══ DATASET RECORDS

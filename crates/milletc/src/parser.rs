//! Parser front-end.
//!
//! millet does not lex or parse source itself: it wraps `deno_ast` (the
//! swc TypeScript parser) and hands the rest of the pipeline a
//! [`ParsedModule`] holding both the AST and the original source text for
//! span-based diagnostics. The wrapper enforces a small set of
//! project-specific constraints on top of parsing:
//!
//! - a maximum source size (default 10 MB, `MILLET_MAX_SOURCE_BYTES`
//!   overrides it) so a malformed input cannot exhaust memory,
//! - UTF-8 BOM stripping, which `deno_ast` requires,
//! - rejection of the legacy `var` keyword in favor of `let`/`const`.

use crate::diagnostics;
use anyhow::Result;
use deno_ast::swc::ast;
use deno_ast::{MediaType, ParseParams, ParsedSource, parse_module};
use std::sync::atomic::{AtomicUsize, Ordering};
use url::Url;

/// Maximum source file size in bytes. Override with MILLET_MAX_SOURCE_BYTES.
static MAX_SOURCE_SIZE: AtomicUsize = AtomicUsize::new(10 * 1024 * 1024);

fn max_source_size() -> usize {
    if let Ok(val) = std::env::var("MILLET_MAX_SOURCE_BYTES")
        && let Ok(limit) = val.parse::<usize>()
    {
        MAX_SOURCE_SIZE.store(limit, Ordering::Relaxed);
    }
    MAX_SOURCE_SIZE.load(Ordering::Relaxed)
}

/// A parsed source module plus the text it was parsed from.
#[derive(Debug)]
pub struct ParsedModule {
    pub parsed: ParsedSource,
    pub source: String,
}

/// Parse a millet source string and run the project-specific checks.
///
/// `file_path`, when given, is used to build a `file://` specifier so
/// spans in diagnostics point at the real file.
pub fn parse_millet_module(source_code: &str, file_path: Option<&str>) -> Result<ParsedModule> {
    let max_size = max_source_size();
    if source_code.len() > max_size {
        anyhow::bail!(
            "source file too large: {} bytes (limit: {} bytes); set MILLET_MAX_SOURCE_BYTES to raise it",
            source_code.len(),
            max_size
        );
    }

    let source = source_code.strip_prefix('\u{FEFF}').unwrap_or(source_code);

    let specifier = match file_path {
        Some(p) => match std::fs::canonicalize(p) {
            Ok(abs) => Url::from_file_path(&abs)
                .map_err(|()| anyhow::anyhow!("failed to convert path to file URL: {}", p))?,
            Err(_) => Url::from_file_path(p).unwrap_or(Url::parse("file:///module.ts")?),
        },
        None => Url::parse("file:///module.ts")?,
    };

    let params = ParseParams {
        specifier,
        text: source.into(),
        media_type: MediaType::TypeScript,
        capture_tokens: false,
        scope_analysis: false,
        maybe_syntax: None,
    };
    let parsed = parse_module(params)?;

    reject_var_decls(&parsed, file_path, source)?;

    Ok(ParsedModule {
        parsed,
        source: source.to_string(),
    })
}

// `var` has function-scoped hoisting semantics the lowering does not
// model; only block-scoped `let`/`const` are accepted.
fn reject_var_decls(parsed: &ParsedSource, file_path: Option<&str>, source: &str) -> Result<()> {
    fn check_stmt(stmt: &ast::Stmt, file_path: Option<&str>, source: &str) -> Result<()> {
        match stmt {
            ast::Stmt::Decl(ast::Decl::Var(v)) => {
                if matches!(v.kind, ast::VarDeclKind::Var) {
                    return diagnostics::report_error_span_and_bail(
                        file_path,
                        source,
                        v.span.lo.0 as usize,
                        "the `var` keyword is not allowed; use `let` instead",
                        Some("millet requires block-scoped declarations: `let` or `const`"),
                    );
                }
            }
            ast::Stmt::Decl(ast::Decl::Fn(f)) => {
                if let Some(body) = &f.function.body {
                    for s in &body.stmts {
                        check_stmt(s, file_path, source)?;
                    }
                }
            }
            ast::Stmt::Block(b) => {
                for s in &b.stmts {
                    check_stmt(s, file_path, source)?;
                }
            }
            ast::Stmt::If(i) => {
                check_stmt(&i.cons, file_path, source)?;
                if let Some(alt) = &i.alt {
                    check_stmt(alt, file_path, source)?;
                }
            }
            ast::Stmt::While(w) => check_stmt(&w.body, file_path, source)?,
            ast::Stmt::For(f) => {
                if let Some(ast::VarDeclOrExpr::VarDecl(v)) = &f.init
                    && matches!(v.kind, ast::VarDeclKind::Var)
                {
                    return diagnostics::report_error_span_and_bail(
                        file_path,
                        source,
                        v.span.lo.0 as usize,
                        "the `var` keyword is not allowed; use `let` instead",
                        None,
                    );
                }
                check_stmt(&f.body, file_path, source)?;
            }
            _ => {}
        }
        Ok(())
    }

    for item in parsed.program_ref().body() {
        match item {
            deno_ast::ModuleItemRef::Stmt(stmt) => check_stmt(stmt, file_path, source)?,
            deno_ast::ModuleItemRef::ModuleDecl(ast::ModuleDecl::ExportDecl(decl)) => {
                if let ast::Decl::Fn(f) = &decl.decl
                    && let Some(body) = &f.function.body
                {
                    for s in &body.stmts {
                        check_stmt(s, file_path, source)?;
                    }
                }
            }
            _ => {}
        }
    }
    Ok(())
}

════

### EXERCISE REQUIREMENTS:
Output all preceding records character for character.

### SOLUTION FOR THIS PROBLEM:
filename crates/milletc/src/parser.rs
//! Parser front-end.
//!
//! millet does not lex or parse source itself: it wraps `deno_ast` (the
//! swc TypeScript parser) and hands the rest of the pipeline a
//! [`ParsedModule`] holding both the AST and the original source text for
//! span-based diagnostics. The wrapper enforces a small set of
//! project-specific constraints on top of parsing:
//!
//! - a maximum source size (default 10 MB, `MILLET_MAX_SOURCE_BYTES`
//!   overrides it) so a malformed input cannot exhaust memory,
//! - UTF-8 BOM stripping, which `deno_ast` requires,
//! - rejection of the legacy `var` keyword in favor of `let`/`const`.

use crate::diagnostics;
use anyhow::Result;
use deno_ast::swc::ast;
use deno_ast::{MediaType, ParseParams, ParsedSource, parse_module};
use std::sync::atomic::{AtomicUsize, Ordering};
use url::Url;

/// Maximum source file size in bytes. Override with MILLET_MAX_SOURCE_BYTES.
static MAX_SOURCE_SIZE: AtomicUsize = AtomicUsize::new(10 * 1024 * 1024);

fn max_source_size() -> usize {
    if let Ok(val) = std::env::var("MILLET_MAX_SOURCE_BYTES")
        && let Ok(limit) = val.parse::<usize>()
    {
        MAX_SOURCE_SIZE.store(limit, Ordering::Relaxed);
    }
    MAX_SOURCE_SIZE.load(Ordering::Relaxed)
}

/// A parsed source module plus the text it was parsed from.
#[derive(Debug)]
pub struct ParsedModule {
    pub parsed: ParsedSource,
    pub source: String,
}

/// Parse a millet source string and run the project-specific checks.
///
/// `file_path`, when given, is used to build a `file://` specifier so
/// spans in diagnostics point at the real file.
pub fn parse_millet_module(source_code: &str, file_path: Option<&str>) -> Result<ParsedModule> {
    let max_size = max_source_size();
    if source_code.len() > max_size {
        anyhow::bail!(
            "source file too large: {} bytes (limit: {} bytes); set MILLET_MAX_SOURCE_BYTES to raise it",
            source_code.len(),
            max_size
        );
    }

    let source = source_code.strip_prefix('\u{FEFF}').unwrap_or(source_code);

    let specifier = match file_path {
        Some(p) => match std::fs::canonicalize(p) {
            Ok(abs) => Url::from_file_path(&abs)
                .map_err(|()| anyhow::anyhow!("failed to convert path to file URL: {}", p))?,
            Err(_) => Url::from_file_path(p).unwrap_or(Url::parse("file:///module.ts")?),
        },
        None => Url::parse("file:///module.ts")?,
    };

    let params = ParseParams {
        specifier,
        text: source.into(),
        media_type: MediaType::TypeScript,
        capture_tokens: false,
        scope_analysis: false,
        maybe_syntax: None,
    };
    let parsed = parse_module(params)?;

    reject_var_decls(&parsed, file_path, source)?;

    Ok(ParsedModule {
        parsed,
        source: source.to_string(),
    })
}

// `var` has function-scoped hoisting semantics the lowering does not
// model; only block-scoped `let`/`const` are accepted.
fn reject_var_decls(parsed: &ParsedSource, file_path: Option<&str>, source: &str) -> Result<()> {
    fn check_stmt(stmt: &ast::Stmt, file_path: Option<&str>, source: &str) -> Result<()> {
        match stmt {
            ast::Stmt::Decl(ast::Decl::Var(v)) => {
                if matches!(v.kind, ast::VarDeclKind::Var) {
                    return diagnostics::report_error_span_and_bail(
                        file_path,
                        source,
                        v.span.lo.0 as usize,
                        "the `var` keyword is not allowed; use `let` instead",
                        Some("millet requires block-scoped declarations: `let` or `const`"),
                    );
                }
            }
            ast::Stmt::Decl(ast::Decl::Fn(f)) => {
                if let Some(body) = &f.function.body {
                    for s in &body.stmts {
                        check_stmt(s, file_path, source)?;
                    }
                }
            }
            ast::Stmt::Block(b) => {
                for s in &b.stmts {
                    check_stmt(s, file_path, source)?;
                }
            }
            ast::Stmt::If(i) => {
                check_stmt(&i.cons, file_path, source)?;
                if let Some(alt) = &i.alt {
                    check_stmt(alt, file_path, source)?;
                }
            }
            ast::Stmt::While(w) => check_stmt(&w.body, file_path, source)?,
            ast::Stmt::For(f) => {
                if let Some(ast::VarDeclOrExpr::VarDecl(v)) = &f.init
                    && matches!(v.kind, ast::VarDeclKind::Var)
                {
                    return diagnostics::report_error_span_and_bail(
                        file_path,
                        source,
                        v.span.lo.0 as usize,
                        "the `var` keyword is not allowed; use `let` instead",
                        None,
                    );
                }
                check_stmt(&f.body, file_path, source)?;
            }
            _ => {}
        }
        Ok(())
    }

    for item in parsed.program_ref().body() {
        match item {
            deno_ast::ModuleItemRef::Stmt(stmt) => check_stmt(stmt, file_path, source)?,
            deno_ast::ModuleItemRef::ModuleDecl(ast::ModuleDecl::ExportDecl(decl)) => {
                if let ast::Decl::Fn(f) = &decl.decl
                    && let Some(body) = &f.function.body
                {
                    for s in &body.stmts {
                        check_stmt(s, file_path, source)?;
                    }
                }
            }
            _ => {}
        }
    }
    Ok(())
}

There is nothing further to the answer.